İklimlerin değiştiğini, kuraklıklar yaşandığını dile getiren İmamoğlu, “Su kaynaklarını yok ediyoruz. Bütün dünyada, Türkiye’de, alalım verileri elimize bakalım; herhâlde çok üzücüdür yani. Ne yazık ki aşırı kentleşme vesaire gibi konular, ülkemizi ve dünyayı zor durumda bırakıyor. Susuzluk, belki de geleceğin en önemli sorunlarından birisi. Tüketiminden, suyun kaynağının korunmasına ve doğayı korumaya kadar birçok tedbir, aslında bütüncül bir mesele. Bu kadar elzem bir konuyla ilgili bir masaya gelmeyeceğiz de ne için geleceğiz ‘Allahım’ diyorum ‘Aklım almıyor benim.’ Şimdi hocalarımızı dinledik. Görüyoruz ki şu anda somut bilgilere sahip değiliz. Takipçisi olacağız. Biz, gerekiyorsa bu sürecin tümüyle ilgili bizi aydınlatması konusunda tekrar yazılı talebimizde bulunalım. Tümüyle hocalarımızın sorularını altına sorarak cevaplarının bize verilmesini, İstanbul halkı adına talep ediyoruz diyelim. İSKİ Genel Müdürümüz vasıtasıyla bu yazıyı yollayalım. Bize bu aydınlatılma yapılmadığı sürece, biz, buradan emin olmayacağız. Teknik olarak bu doğrulara baktığımızda emin olamayacağız. Biz aydınlatalım, çözümüne bir katkımız olacaksa da katkı sunma konusunda tüm fedakarlığımızla hazırız” diye konuştu.

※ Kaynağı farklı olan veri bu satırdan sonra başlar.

//! Shared primitive types used across the analysis core.

/// A credit-card account identifier representing one customer.
pub type AccountId = String;

/// A spending category label (e.g. "grocery_pos").
pub type Category = String;
//! Tabular export of cluster summaries.

use crate::{error::AnalysisResult, segment::ClusterSummaryRow};

/// Render the cluster summary as CSV, one row per cluster in label
/// order. Money columns are rounded to cents.
pub fn cluster_report_csv(rows: &[ClusterSummaryRow]) -> AnalysisResult<String> {
    let mut writer = csv::Writer::from_writer(Vec::new());
    writer.write_record([
        "Customer_Count",
        "Total_Spending",
        "Avg_Spending",
        "Transaction_Count",
    ])?;
    for row in rows {
        writer.write_record([
            row.customer_count.to_string(),
            format!("{:.2}", row.total_spending_mean),
            format!("{:.2}", row.avg_spending_mean),
            format!("{:.2}", row.transaction_count_mean),
        ])?;
    }
    let bytes = writer
        .into_inner()
        .map_err(|e| anyhow::anyhow!("flushing report: {e}"))?;
    String::from_utf8(bytes).map_err(|e| anyhow::anyhow!("report not utf-8: {e}").into())
}
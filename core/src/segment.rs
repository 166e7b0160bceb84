//! Customer segmentation — seeded k-means over summary features.
//!
//! RULE: Nothing here may call a platform RNG. The k-means initializer
//! runs off a Pcg64Mcg seeded from config, so the same seed and the
//! same input always yield the same partition. Cluster labels carry no
//! meaning beyond grouping.

use crate::{
    aggregate::CustomerSummary,
    config::AnalysisConfig,
    error::{AnalysisError, AnalysisResult},
    types::AccountId,
};
use linfa::prelude::*;
use linfa_clustering::KMeans;
use linfa_nn::distance::L2Dist;
use ndarray::{Array1, Array2};
use rand::SeedableRng;
use rand_pcg::Pcg64Mcg;
use serde::Serialize;

/// Number of features per customer: total, average, count.
const FEATURE_DIM: usize = 3;

#[derive(Debug, Clone, PartialEq, Eq, Serialize)]
pub struct ClusterAssignment {
    pub account_id: AccountId,
    pub cluster: usize,
}

/// Per-cluster reporting row: member count plus the mean of each
/// feature over the cluster's members.
#[derive(Debug, Clone, PartialEq, Serialize)]
pub struct ClusterSummaryRow {
    pub cluster: usize,
    pub customer_count: u64,
    pub total_spending_mean: f64,
    pub avg_spending_mean: f64,
    pub transaction_count_mean: f64,
}

#[derive(Debug, Clone)]
pub struct Segmentation {
    pub assignments: Vec<ClusterAssignment>,
    /// One row per non-empty cluster, labels ascending.
    pub clusters: Vec<ClusterSummaryRow>,
}

/// Partition customers into `config.cluster_count` behavioral groups
/// by minimizing within-cluster variance of the unscaled feature
/// vectors (total_spending, avg_spending, transaction_count).
pub fn segment_customers(
    summaries: &[CustomerSummary],
    config: &AnalysisConfig,
) -> AnalysisResult<Segmentation> {
    let k = config.cluster_count;
    if summaries.len() < k {
        return Err(AnalysisError::InsufficientData {
            requested: k,
            available: summaries.len(),
        });
    }

    let n = summaries.len();
    let mut flat = Vec::with_capacity(n * FEATURE_DIM);
    for s in summaries {
        flat.push(s.total_spending);
        flat.push(s.avg_spending);
        flat.push(s.transaction_count as f64);
    }
    let features = Array2::from_shape_vec((n, FEATURE_DIM), flat)
        .map_err(|e| anyhow::anyhow!("feature matrix shape: {e}"))?;
    let targets: Array1<usize> = Array1::zeros(n);
    let dataset = Dataset::new(features, targets);

    let rng = Pcg64Mcg::seed_from_u64(config.kmeans_seed);
    let model = KMeans::params_with(k, rng, L2Dist)
        .max_n_iterations(config.kmeans_max_iters)
        .tolerance(config.kmeans_tolerance)
        .fit(&dataset)
        .map_err(|e| anyhow::anyhow!("k-means fit failed: {e}"))?;

    let labels = model.predict(&dataset);

    let assignments: Vec<ClusterAssignment> = summaries
        .iter()
        .zip(labels.iter())
        .map(|(s, &cluster)| ClusterAssignment {
            account_id: s.account_id.clone(),
            cluster,
        })
        .collect();

    let clusters = summarize_clusters(summaries, &assignments, k);

    log::debug!(
        "segmented {} customers into {} clusters (seed {})",
        n,
        clusters.len(),
        config.kmeans_seed
    );

    Ok(Segmentation {
        assignments,
        clusters,
    })
}

fn summarize_clusters(
    summaries: &[CustomerSummary],
    assignments: &[ClusterAssignment],
    k: usize,
) -> Vec<ClusterSummaryRow> {
    let mut counts = vec![0u64; k];
    let mut totals = vec![[0.0f64; FEATURE_DIM]; k];

    for (s, a) in summaries.iter().zip(assignments.iter()) {
        counts[a.cluster] += 1;
        totals[a.cluster][0] += s.total_spending;
        totals[a.cluster][1] += s.avg_spending;
        totals[a.cluster][2] += s.transaction_count as f64;
    }

    (0..k)
        .filter(|&cluster| counts[cluster] > 0)
        .map(|cluster| {
            let members = counts[cluster] as f64;
            ClusterSummaryRow {
                cluster,
                customer_count: counts[cluster],
                total_spending_mean: totals[cluster][0] / members,
                avg_spending_mean: totals[cluster][1] / members,
                transaction_count_mean: totals[cluster][2] / members,
            }
        })
        .collect()
}
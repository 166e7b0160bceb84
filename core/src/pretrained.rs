//! Pretrained spending model — parameters fitted offline.
//!
//! The fit itself happens out of process; this side only deserializes
//! the parameter file once at session start and evaluates it. The
//! shape is a linear trend with multiplicative weekly seasonality and
//! a constant residual sigma for the confidence band.

use crate::{
    error::AnalysisResult,
    forecast::{ForecastModel, ForecastPoint},
};
use chrono::{Datelike, Duration, NaiveDate};
use serde::{Deserialize, Serialize};
use std::path::Path;

/// Width of the confidence band in residual sigmas (~95%).
const BAND_SIGMAS: f64 = 1.96;

#[derive(Debug, Clone, Serialize, Deserialize)]
pub struct PretrainedSpendModel {
    /// First date of the training window; the trend is measured from here.
    pub origin: NaiveDate,
    /// Fitted level at the origin date.
    pub base_level: f64,
    /// Fitted per-day trend.
    pub daily_trend: f64,
    /// Multiplicative day-of-week factors, Monday through Sunday.
    pub weekday_factors: [f64; 7],
    /// Residual standard deviation from the training fit.
    pub sigma: f64,
}

impl PretrainedSpendModel {
    /// Load fitted parameters from a JSON file.
    pub fn load<P: AsRef<Path>>(path: P) -> AnalysisResult<Self> {
        let path = path.as_ref();
        let content = std::fs::read_to_string(path)
            .map_err(|e| anyhow::anyhow!("Cannot read {}: {e}", path.display()))?;
        let model = serde_json::from_str(&content)?;
        Ok(model)
    }

    /// A trendless, season-free model predicting `level` every day.
    /// Useful as a placeholder when no fitted parameter file is at hand.
    pub fn flat(level: f64) -> Self {
        Self {
            origin: NaiveDate::from_ymd_opt(2024, 1, 1).unwrap_or_default(),
            base_level: level,
            daily_trend: 0.0,
            weekday_factors: [1.0; 7],
            sigma: 0.0,
        }
    }
}

impl ForecastModel for PretrainedSpendModel {
    fn extend_index(&self, start: NaiveDate, end: NaiveDate, horizon_days: u32) -> Vec<NaiveDate> {
        let stop = end + Duration::days(i64::from(horizon_days));
        let mut index = Vec::new();
        let mut date = start;
        while date <= stop {
            index.push(date);
            date += Duration::days(1);
        }
        index
    }

    fn predict(&self, index: &[NaiveDate]) -> Vec<ForecastPoint> {
        index
            .iter()
            .map(|&date| {
                let t = (date - self.origin).num_days() as f64;
                let weekday = date.weekday().num_days_from_monday() as usize;
                let yhat = (self.base_level + self.daily_trend * t) * self.weekday_factors[weekday];
                let band = BAND_SIGMAS * self.sigma;
                ForecastPoint {
                    date,
                    yhat,
                    yhat_lower: yhat - band,
                    yhat_upper: yhat + band,
                }
            })
            .collect()
    }
}
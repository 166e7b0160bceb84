//! Forecast adapter — a pretrained model behind a single-slot cache.
//!
//! The model itself is a black box: given a date index it returns point
//! estimates with confidence bounds. The adapter owns horizon
//! validation and a one-entry memo keyed by the full
//! (account, category, horizon) triple. Any key change invalidates the
//! slot wholesale; there is no partial invalidation and no LRU — this
//! is a single-user, single-session cache.

use crate::{
    aggregate::DailySeries,
    config::AnalysisConfig,
    error::{AnalysisError, AnalysisResult},
    types::{AccountId, Category},
};
use chrono::NaiveDate;
use serde::Serialize;

#[derive(Debug, Clone, Copy, PartialEq, Serialize)]
pub struct ForecastPoint {
    pub date: NaiveDate,
    pub yhat: f64,
    pub yhat_lower: f64,
    pub yhat_upper: f64,
}

/// The two operations a pretrained forecasting model must expose.
/// Training happens offline and is out of scope; implementations are
/// loaded once per session and treated as immutable.
pub trait ForecastModel {
    /// Daily date index from `start` through `end` plus `horizon_days`
    /// further future days, inclusive on both ends.
    fn extend_index(&self, start: NaiveDate, end: NaiveDate, horizon_days: u32) -> Vec<NaiveDate>;

    /// Point estimate with confidence bounds for each date in `index`.
    fn predict(&self, index: &[NaiveDate]) -> Vec<ForecastPoint>;
}

/// Value-equality cache key. Structural inequality is the whole
/// invalidation rule.
#[derive(Debug, Clone, PartialEq, Eq)]
pub struct ForecastKey {
    pub account_id: AccountId,
    /// `None` means all categories.
    pub category: Option<Category>,
    pub horizon_days: u32,
}

pub struct ForecastAdapter {
    model: Box<dyn ForecastModel>,
    min_horizon_days: u32,
    max_horizon_days: u32,
    cache: Option<(ForecastKey, Vec<ForecastPoint>)>,
}

impl ForecastAdapter {
    pub fn new(model: Box<dyn ForecastModel>, config: &AnalysisConfig) -> Self {
        Self {
            model,
            min_horizon_days: config.min_horizon_days,
            max_horizon_days: config.max_horizon_days,
            cache: None,
        }
    }

    /// Reject out-of-bounds horizons before the model is ever invoked.
    pub fn validate_horizon(&self, horizon_days: u32) -> AnalysisResult<()> {
        if horizon_days < self.min_horizon_days || horizon_days > self.max_horizon_days {
            return Err(AnalysisError::InvalidHorizon {
                days: horizon_days,
                min: self.min_horizon_days,
                max: self.max_horizon_days,
            });
        }
        Ok(())
    }

    /// Forecast points for every date from the series' first date
    /// through its last date plus the horizon. A key identical to the
    /// cached one returns the memo without touching the model.
    pub fn forecast(
        &mut self,
        series: &DailySeries,
        key: ForecastKey,
    ) -> AnalysisResult<&[ForecastPoint]> {
        self.validate_horizon(key.horizon_days)?;

        let hit = matches!(&self.cache, Some((cached, _)) if *cached == key);
        if hit {
            log::debug!("forecast cache hit for account {}", key.account_id);
            match &self.cache {
                Some((_, points)) => return Ok(points),
                None => unreachable!("cache hit without cache entry"),
            }
        }

        let (start, end) = match (series.min_date(), series.max_date()) {
            (Some(start), Some(end)) => (start, end),
            _ => {
                return Err(AnalysisError::EmptySeries {
                    account_id: key.account_id.clone(),
                    category: key.category.clone().unwrap_or_else(|| "All".into()),
                })
            }
        };

        let index = self.model.extend_index(start, end, key.horizon_days);
        let points = self.model.predict(&index);
        log::debug!(
            "forecast recomputed: account {}, {} points, horizon {}",
            key.account_id,
            points.len(),
            key.horizon_days
        );

        let (_, points) = self.cache.insert((key, points));
        Ok(points)
    }

    /// Key of the currently cached forecast, if any.
    pub fn cached_key(&self) -> Option<&ForecastKey> {
        self.cache.as_ref().map(|(key, _)| key)
    }
}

“PARASINI İSTANBUL HALKI ÖDEYECEK”...
Yapılan baraj ve çevresindeki yatırımların parasının İstanbul halkı tarafından ödeneceğine vurgu yapan İmamoğlu, “Bakın biz, önümüzdeki yıl, bu bölgedeki atık suların toplanarak Karadeniz’e deşarjı konusunda ihaleye çıkıyoruz. Biz, durmuyoruz. Bizden önce de yatırımlar yapıldı, gene yapılıyor, gene yapılacak. Bakın terfi istasyonu çalışmasını niye yapıyoruz? Uzayacağı için. Daha tedbirli olmak adına bu yatırımı tartışıyoruz. Yani yapalım mı, yapmayalım mı? ‘Pahalı olmasına rağmen yapmak zorundayız’ diyoruz. Çünkü İstanbul’un suya ihtiyacı var. Çünkü dönem dönem İstanbul gerçekten ciddi kuraklıklar yaşıyor. 2007’de yüzde 8’lere kadar baraj doluluk oranı düşmüş bir İstanbul yaşadık. O bakımdan bizim bunu İstanbul halkına yaşatmama yönünde olağan üstü çabamız devam edecektir. Kimse bundan endişe duymasın. Ama bugün buraya gelip, bunu tartışmaktan, sohbet etmekten, hangi kaygılarla gelmemişse tekrar onlara bu güzel coğrafyada dua ediyorum. Allah hepsine akıl versin. Başka bir şey demiyorum” ifadelerini kullandı.
İmamoğlu, açıklamalarının ardından beraberindeki heyet ile birlikte yapımı devam eden terfi istasyonunda ve baraj çevresinde incelemelerde bulunup yetkililerden bilgi aldı.